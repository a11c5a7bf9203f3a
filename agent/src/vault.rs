// agent/src/vault.rs

use rand::Rng;
use rand::distributions::Alphanumeric;
use std::fs as std_fs;
use std::io::Write;
use std::os::unix::fs::OpenOptionsExt;
use std::path::{Path, PathBuf};
use tracing::{info, warn};
use zeroize::Zeroizing;

use crate::error::{AgentError, AgentResult};
use crate::sys::secrets::AdminSecret;

pub const CREDENTIAL_LEN: usize = 32;

/// 32 characters drawn uniformly from `[A-Za-z0-9]`.
pub fn generate_secret() -> AdminSecret {
    let raw: String = rand::thread_rng()
        .sample_iter(&Alphanumeric)
        .take(CREDENTIAL_LEN)
        .map(char::from)
        .collect();
    AdminSecret::new(raw)
}

/// The installation's one administrative password, generated on first need and
/// reused until someone deletes the file.
pub struct CredentialVault {
    path: PathBuf,
}

impl CredentialVault {
    pub fn new(path: PathBuf) -> Self {
        Self { path }
    }

    pub async fn get_or_create_credential(&self) -> AgentResult<AdminSecret> {
        get_or_create_credential(&self.path).await
    }
}

pub async fn get_or_create_credential(path: &Path) -> AgentResult<AdminSecret> {
    match tokio::fs::read_to_string(path).await {
        Ok(contents) => {
            // A hand-edited file is honoured as-is, no length/alphabet check.
            let contents = Zeroizing::new(contents);
            let secret = AdminSecret::new(contents.trim().to_string());
            if secret.is_empty() {
                warn!(path = %path.display(), "credential file is empty, using it anyway");
            }
            Ok(secret)
        }
        Err(e) if e.kind() == std::io::ErrorKind::NotFound => {
            let secret = generate_secret();
            persist(path, &secret)?;
            info!(path = %path.display(), "🔑 generated new admin credential");
            Ok(secret)
        }
        Err(source) => Err(AgentError::Credential { path: path.to_path_buf(), source }),
    }
}

/// 🚨 Synchronous on purpose: the exposed plaintext must not be held across an
/// `.await`. The file is `0600` from the moment it exists.
fn persist(path: &Path, secret: &AdminSecret) -> AgentResult<()> {
    let to_err = |source| AgentError::Credential { path: path.to_path_buf(), source };

    secret.use_secret(|plain| {
        let line = Zeroizing::new(format!("{}\n", plain));
        let mut file = std_fs::OpenOptions::new()
            .write(true)
            .create(true)
            .truncate(true)
            .mode(0o600)
            .open(path)
            .map_err(to_err)?;
        file.write_all(line.as_bytes()).map_err(to_err)?;
        file.sync_all().map_err(to_err)
    })
}

#[cfg(test)]
mod tests {
    use super::*;
    use std::os::unix::fs::PermissionsExt;

    fn plain(secret: &AdminSecret) -> String {
        secret.use_secret(|s| s.to_string())
    }

    #[tokio::test]
    async fn generated_secret_is_32_alphanumerics() {
        let dir = tempfile::tempdir().unwrap();
        let secret = get_or_create_credential(&dir.path().join("admin.passwd")).await.unwrap();
        let s = plain(&secret);
        assert_eq!(s.len(), CREDENTIAL_LEN);
        assert!(s.chars().all(|c| c.is_ascii_alphanumeric()));
    }

    #[tokio::test]
    async fn repeated_calls_return_the_same_secret() {
        let dir = tempfile::tempdir().unwrap();
        let vault = CredentialVault::new(dir.path().join("admin.passwd"));
        let first = plain(&vault.get_or_create_credential().await.unwrap());
        let second = plain(&vault.get_or_create_credential().await.unwrap());
        assert_eq!(first, second);

        // A fresh vault (process restart) reads the persisted value.
        let restarted = CredentialVault::new(dir.path().join("admin.passwd"));
        assert_eq!(plain(&restarted.get_or_create_credential().await.unwrap()), first);
    }

    #[tokio::test]
    async fn file_holds_secret_and_single_newline_with_owner_only_mode() {
        let dir = tempfile::tempdir().unwrap();
        let path = dir.path().join("admin.passwd");
        let secret = plain(&get_or_create_credential(&path).await.unwrap());

        assert_eq!(std::fs::read_to_string(&path).unwrap(), format!("{}\n", secret));
        let mode = std::fs::metadata(&path).unwrap().permissions().mode();
        assert_eq!(mode & 0o777, 0o600);
    }

    #[tokio::test]
    async fn hand_edited_file_is_honoured_verbatim() {
        let dir = tempfile::tempdir().unwrap();
        let path = dir.path().join("admin.passwd");
        std::fs::write(&path, "  short-and-$pecial \n\n").unwrap();

        let secret = get_or_create_credential(&path).await.unwrap();
        assert_eq!(plain(&secret), "short-and-$pecial");
    }

    #[tokio::test]
    async fn deleting_the_file_rotates_the_secret() {
        let dir = tempfile::tempdir().unwrap();
        let path = dir.path().join("admin.passwd");
        let first = plain(&get_or_create_credential(&path).await.unwrap());
        std::fs::remove_file(&path).unwrap();
        let second = plain(&get_or_create_credential(&path).await.unwrap());
        assert_ne!(first, second);
    }

    #[tokio::test]
    async fn unwritable_location_is_fatal() {
        let dir = tempfile::tempdir().unwrap();
        let path = dir.path().join("missing-dir").join("admin.passwd");
        let err = get_or_create_credential(&path).await.unwrap_err();
        assert!(matches!(err, AgentError::Credential { .. }));
    }
}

----------------------------------------

EXERCISE: Retype the entire listing exactly.

RESPONSE AREA:
repository a11c5a7bf9203f3a
filename agent/src/vault.rs
// agent/src/vault.rs

use rand::Rng;
use rand::distributions::Alphanumeric;
use std::fs as std_fs;
use std::io::Write;
use std::os::unix::fs::OpenOptionsExt;
use std::path::{Path, PathBuf};
use tracing::{info, warn};
use zeroize::Zeroizing;

use crate::error::{AgentError, AgentResult};
use crate::sys::secrets::AdminSecret;

pub const CREDENTIAL_LEN: usize = 32;

/// 32 characters drawn uniformly from `[A-Za-z0-9]`.
pub fn generate_secret() -> AdminSecret {
    let raw: String = rand::thread_rng()
        .sample_iter(&Alphanumeric)
        .take(CREDENTIAL_LEN)
        .map(char::from)
        .collect();
    AdminSecret::new(raw)
}

/// The installation's one administrative password, generated on first need and
/// reused until someone deletes the file.
pub struct CredentialVault {
    path: PathBuf,
}

impl CredentialVault {
    pub fn new(path: PathBuf) -> Self {
        Self { path }
    }

    pub async fn get_or_create_credential(&self) -> AgentResult<AdminSecret> {
        get_or_create_credential(&self.path).await
    }
}

pub async fn get_or_create_credential(path: &Path) -> AgentResult<AdminSecret> {
    match tokio::fs::read_to_string(path).await {
        Ok(contents) => {
            // A hand-edited file is honoured as-is, no length/alphabet check.
            let contents = Zeroizing::new(contents);
            let secret = AdminSecret::new(contents.trim().to_string());
            if secret.is_empty() {
                warn!(path = %path.display(), "credential file is empty, using it anyway");
            }
            Ok(secret)
        }
        Err(e) if e.kind() == std::io::ErrorKind::NotFound => {
            let secret = generate_secret();
            persist(path, &secret)?;
            info!(path = %path.display(), "🔑 generated new admin credential");
            Ok(secret)
        }
        Err(source) => Err(AgentError::Credential { path: path.to_path_buf(), source }),
    }
}

/// 🚨 Synchronous on purpose: the exposed plaintext must not be held across an
/// `.await`. The file is `0600` from the moment it exists.
fn persist(path: &Path, secret: &AdminSecret) -> AgentResult<()> {
    let to_err = |source| AgentError::Credential { path: path.to_path_buf(), source };

    secret.use_secret(|plain| {
        let line = Zeroizing::new(format!("{}\n", plain));
        let mut file = std_fs::OpenOptions::new()
            .write(true)
            .create(true)
            .truncate(true)
            .mode(0o600)
            .open(path)
            .map_err(to_err)?;
        file.write_all(line.as_bytes()).map_err(to_err)?;
        file.sync_all().map_err(to_err)
    })
}

#[cfg(test)]
mod tests {
    use super::*;
    use std::os::unix::fs::PermissionsExt;

    fn plain(secret: &AdminSecret) -> String {
        secret.use_secret(|s| s.to_string())
    }

    #[tokio::test]
    async fn generated_secret_is_32_alphanumerics() {
        let dir = tempfile::tempdir().unwrap();
        let secret = get_or_create_credential(&dir.path().join("admin.passwd")).await.unwrap();
        let s = plain(&secret);
        assert_eq!(s.len(), CREDENTIAL_LEN);
        assert!(s.chars().all(|c| c.is_ascii_alphanumeric()));
    }

    #[tokio::test]
    async fn repeated_calls_return_the_same_secret() {
        let dir = tempfile::tempdir().unwrap();
        let vault = CredentialVault::new(dir.path().join("admin.passwd"));
        let first = plain(&vault.get_or_create_credential().await.unwrap());
        let second = plain(&vault.get_or_create_credential().await.unwrap());
        assert_eq!(first, second);

        // A fresh vault (process restart) reads the persisted value.
        let restarted = CredentialVault::new(dir.path().join("admin.passwd"));
        assert_eq!(plain(&restarted.get_or_create_credential().await.unwrap()), first);
    }

    #[tokio::test]
    async fn file_holds_secret_and_single_newline_with_owner_only_mode() {
        let dir = tempfile::tempdir().unwrap();
        let path = dir.path().join("admin.passwd");
        let secret = plain(&get_or_create_credential(&path).await.unwrap());

        assert_eq!(std::fs::read_to_string(&path).unwrap(), format!("{}\n", secret));
        let mode = std::fs::metadata(&path).unwrap().permissions().mode();
        assert_eq!(mode & 0o777, 0o600);
    }

    #[tokio::test]
    async fn hand_edited_file_is_honoured_verbatim() {
        let dir = tempfile::tempdir().unwrap();
        let path = dir.path().join("admin.passwd");
        std::fs::write(&path, "  short-and-$pecial \n\n").unwrap();

        let secret = get_or_create_credential(&path).await.unwrap();
        assert_eq!(plain(&secret), "short-and-$pecial");
    }

    #[tokio::test]
    async fn deleting_the_file_rotates_the_secret() {
        let dir = tempfile::tempdir().unwrap();
        let path = dir.path().join("admin.passwd");
        let first = plain(&get_or_create_credential(&path).await.unwrap());
        std::fs::remove_file(&path).unwrap();
        let second = plain(&get_or_create_credential(&path).await.unwrap());
        assert_ne!(first, second);
    }

    #[tokio::test]
    async fn unwritable_location_is_fatal() {
        let dir = tempfile::tempdir().unwrap();
        let path = dir.path().join("missing-dir").join("admin.passwd");
        let err = get_or_create_credential(&path).await.unwrap_err();
        assert!(matches!(err, AgentError::Credential { .. }));
    }
}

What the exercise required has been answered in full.